// Copyright 2023-Present Datadog, Inc. https://www.datadoghq.com/
// SPDX-License-Identifier: Apache-2.0

use std::future::Future;
use std::time::Duration;

use tokio::task::{AbortHandle, JoinSet};
use tracing::{debug, error, warn};

struct AbortOnDrop(AbortHandle);

impl Drop for AbortOnDrop {
    fn drop(&mut self) {
        self.0.abort();
    }
}

/// Owns the long running tasks. A task that fails or panics is logged and
/// the others keep running.
#[derive(Default)]
pub struct Supervisor {
    tasks: JoinSet<()>,
}

impl Supervisor {
    pub fn new() -> Self {
        Self::default()
    }

    pub fn spawn<F>(&mut self, name: &'static str, task: F)
    where
        F: Future<Output = ()> + Send + 'static,
    {
        self.tasks.spawn(async move {
            // inner spawn so a panic surfaces as a JoinError we can name
            let inner = tokio::spawn(task);
            let _abort = AbortOnDrop(inner.abort_handle());
            match inner.await {
                Ok(()) => debug!("SUPERVISOR | {name} stopped"),
                Err(e) if e.is_panic() => error!("SUPERVISOR | {name} panicked: {e:?}"),
                Err(e) => warn!("SUPERVISOR | {name} aborted: {e}"),
            }
        });
    }

    pub fn len(&self) -> usize {
        self.tasks.len()
    }

    pub fn is_empty(&self) -> bool {
        self.tasks.is_empty()
    }

    /// Waits for every task, aborting what is still running after `grace`.
    pub async fn shutdown(mut self, grace: Duration) {
        let drained = tokio::time::timeout(grace, async {
            while self.tasks.join_next().await.is_some() {}
        })
        .await;
        if drained.is_err() {
            warn!(
                "SUPERVISOR | {} task(s) still running after {grace:?}, aborting",
                self.tasks.len()
            );
            self.tasks.shutdown().await;
        }
    }
}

Exercise directions: Only the lines with "tasks" are needed; find them in the records and copy each one.

Solution for this exercise:
/// Owns the long running tasks. A task that fails or panics is logged and
    tasks: JoinSet<()>,
        self.tasks.spawn(async move {
        self.tasks.len()
        self.tasks.is_empty()
            while self.tasks.join_next().await.is_some() {}
                self.tasks.len()
            self.tasks.shutdown().await;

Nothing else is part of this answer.